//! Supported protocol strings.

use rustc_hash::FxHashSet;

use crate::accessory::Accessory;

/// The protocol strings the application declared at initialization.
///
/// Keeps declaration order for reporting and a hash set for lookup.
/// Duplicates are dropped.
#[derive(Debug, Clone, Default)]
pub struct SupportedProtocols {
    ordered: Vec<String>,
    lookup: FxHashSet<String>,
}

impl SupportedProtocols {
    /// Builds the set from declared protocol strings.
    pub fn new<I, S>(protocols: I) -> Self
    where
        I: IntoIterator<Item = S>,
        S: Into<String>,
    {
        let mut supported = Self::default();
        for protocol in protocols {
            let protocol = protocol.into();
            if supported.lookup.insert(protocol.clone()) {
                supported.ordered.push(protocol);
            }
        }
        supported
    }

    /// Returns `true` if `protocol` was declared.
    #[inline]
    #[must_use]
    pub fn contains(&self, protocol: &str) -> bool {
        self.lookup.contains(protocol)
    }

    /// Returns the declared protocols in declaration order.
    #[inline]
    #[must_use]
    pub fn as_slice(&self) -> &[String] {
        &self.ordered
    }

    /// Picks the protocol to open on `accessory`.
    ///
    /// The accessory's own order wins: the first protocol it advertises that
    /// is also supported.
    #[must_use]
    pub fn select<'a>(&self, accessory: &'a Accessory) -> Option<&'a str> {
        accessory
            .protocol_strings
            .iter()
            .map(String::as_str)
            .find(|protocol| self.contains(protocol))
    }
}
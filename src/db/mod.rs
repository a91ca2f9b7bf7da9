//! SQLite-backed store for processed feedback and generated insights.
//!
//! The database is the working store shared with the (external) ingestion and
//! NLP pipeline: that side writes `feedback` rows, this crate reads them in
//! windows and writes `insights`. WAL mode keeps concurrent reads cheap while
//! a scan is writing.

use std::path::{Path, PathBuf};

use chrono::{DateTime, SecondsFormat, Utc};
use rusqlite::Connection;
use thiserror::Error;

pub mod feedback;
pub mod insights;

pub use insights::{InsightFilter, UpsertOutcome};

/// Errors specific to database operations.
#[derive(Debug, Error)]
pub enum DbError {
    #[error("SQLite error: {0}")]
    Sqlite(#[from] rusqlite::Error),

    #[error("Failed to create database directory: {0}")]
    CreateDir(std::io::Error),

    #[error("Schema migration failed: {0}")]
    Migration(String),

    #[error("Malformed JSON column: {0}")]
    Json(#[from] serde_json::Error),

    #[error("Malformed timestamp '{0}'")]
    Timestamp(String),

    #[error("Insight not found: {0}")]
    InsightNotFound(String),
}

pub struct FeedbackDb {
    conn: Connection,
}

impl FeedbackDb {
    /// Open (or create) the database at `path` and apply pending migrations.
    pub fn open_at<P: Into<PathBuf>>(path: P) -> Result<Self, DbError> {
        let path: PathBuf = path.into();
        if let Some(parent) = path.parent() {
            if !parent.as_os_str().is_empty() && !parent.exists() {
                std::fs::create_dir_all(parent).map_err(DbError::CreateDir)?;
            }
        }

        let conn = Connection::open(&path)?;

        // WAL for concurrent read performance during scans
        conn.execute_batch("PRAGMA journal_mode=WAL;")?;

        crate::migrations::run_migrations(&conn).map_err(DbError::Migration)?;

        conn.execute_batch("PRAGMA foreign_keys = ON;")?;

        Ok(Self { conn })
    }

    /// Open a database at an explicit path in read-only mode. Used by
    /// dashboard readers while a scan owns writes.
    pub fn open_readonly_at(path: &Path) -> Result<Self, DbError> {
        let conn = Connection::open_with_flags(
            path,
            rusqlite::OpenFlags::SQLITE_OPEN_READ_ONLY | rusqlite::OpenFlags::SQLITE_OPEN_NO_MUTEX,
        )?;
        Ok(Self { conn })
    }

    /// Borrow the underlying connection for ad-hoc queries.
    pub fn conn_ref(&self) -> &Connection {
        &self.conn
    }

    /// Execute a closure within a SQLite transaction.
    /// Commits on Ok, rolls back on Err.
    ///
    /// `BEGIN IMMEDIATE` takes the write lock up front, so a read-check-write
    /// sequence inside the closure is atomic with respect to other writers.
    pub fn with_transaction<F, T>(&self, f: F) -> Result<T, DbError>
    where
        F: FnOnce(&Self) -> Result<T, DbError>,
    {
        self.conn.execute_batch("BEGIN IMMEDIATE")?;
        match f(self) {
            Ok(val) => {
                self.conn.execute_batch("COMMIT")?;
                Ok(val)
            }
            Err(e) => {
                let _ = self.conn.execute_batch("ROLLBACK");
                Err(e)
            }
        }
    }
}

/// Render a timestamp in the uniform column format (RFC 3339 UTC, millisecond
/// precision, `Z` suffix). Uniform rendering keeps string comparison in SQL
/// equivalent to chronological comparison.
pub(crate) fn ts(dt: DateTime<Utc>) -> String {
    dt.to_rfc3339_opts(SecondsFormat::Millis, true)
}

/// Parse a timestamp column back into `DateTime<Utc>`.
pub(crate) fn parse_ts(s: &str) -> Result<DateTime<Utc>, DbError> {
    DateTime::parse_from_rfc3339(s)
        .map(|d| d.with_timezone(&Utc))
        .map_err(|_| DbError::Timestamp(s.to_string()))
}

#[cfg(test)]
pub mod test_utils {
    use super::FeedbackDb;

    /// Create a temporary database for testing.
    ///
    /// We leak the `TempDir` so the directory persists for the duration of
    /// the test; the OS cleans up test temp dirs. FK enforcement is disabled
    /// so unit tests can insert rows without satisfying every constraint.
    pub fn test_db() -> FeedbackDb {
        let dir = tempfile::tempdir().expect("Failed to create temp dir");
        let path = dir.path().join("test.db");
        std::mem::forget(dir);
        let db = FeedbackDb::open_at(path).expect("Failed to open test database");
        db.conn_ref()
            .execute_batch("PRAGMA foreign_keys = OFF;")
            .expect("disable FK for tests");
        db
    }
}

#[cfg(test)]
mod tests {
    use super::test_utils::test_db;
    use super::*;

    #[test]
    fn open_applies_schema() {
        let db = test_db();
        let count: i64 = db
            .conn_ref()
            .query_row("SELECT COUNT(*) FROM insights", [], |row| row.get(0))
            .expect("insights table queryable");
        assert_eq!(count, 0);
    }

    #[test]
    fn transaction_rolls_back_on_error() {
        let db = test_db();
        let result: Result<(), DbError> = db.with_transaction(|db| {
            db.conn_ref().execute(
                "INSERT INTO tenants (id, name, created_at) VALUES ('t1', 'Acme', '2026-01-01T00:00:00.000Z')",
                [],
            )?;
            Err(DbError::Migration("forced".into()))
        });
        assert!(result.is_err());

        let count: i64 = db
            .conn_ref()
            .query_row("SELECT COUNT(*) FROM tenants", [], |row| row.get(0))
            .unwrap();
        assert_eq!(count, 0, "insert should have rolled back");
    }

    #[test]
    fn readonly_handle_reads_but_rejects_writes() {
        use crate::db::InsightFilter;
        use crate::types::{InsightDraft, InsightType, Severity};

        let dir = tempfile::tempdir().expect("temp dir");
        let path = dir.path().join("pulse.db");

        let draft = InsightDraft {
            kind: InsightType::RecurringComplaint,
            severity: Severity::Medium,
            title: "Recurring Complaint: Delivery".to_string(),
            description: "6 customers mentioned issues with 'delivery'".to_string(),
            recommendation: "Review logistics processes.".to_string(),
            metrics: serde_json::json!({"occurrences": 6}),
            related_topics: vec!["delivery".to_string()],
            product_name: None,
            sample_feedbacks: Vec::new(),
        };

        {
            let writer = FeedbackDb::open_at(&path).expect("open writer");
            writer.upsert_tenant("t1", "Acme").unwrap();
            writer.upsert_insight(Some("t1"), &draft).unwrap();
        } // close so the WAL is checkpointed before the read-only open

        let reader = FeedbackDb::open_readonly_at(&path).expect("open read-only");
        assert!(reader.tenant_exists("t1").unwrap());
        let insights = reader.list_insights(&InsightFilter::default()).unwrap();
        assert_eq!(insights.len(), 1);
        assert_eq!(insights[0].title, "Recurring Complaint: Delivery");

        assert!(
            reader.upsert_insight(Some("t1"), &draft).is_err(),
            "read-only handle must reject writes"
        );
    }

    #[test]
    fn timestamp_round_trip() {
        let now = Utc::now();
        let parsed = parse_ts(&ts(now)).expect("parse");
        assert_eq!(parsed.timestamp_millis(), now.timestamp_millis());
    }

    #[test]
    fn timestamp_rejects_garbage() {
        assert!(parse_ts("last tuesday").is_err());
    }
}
•••
Work order:
With the line holding "dt.to_rfc3339_opts(SecondsFormat::Millis, true)" as the first and the line holding "to open test" as the last, please transcribe exactly the lines of the material above in that range and nothing else.

Expected answer:
    dt.to_rfc3339_opts(SecondsFormat::Millis, true)
}

/// Parse a timestamp column back into `DateTime<Utc>`.
pub(crate) fn parse_ts(s: &str) -> Result<DateTime<Utc>, DbError> {
    DateTime::parse_from_rfc3339(s)
        .map(|d| d.with_timezone(&Utc))
        .map_err(|_| DbError::Timestamp(s.to_string()))
}

#[cfg(test)]
pub mod test_utils {
    use super::FeedbackDb;

    /// Create a temporary database for testing.
    ///
    /// We leak the `TempDir` so the directory persists for the duration of
    /// the test; the OS cleans up test temp dirs. FK enforcement is disabled
    /// so unit tests can insert rows without satisfying every constraint.
    pub fn test_db() -> FeedbackDb {
        let dir = tempfile::tempdir().expect("Failed to create temp dir");
        let path = dir.path().join("test.db");
        std::mem::forget(dir);
        let db = FeedbackDb::open_at(path).expect("Failed to open test database");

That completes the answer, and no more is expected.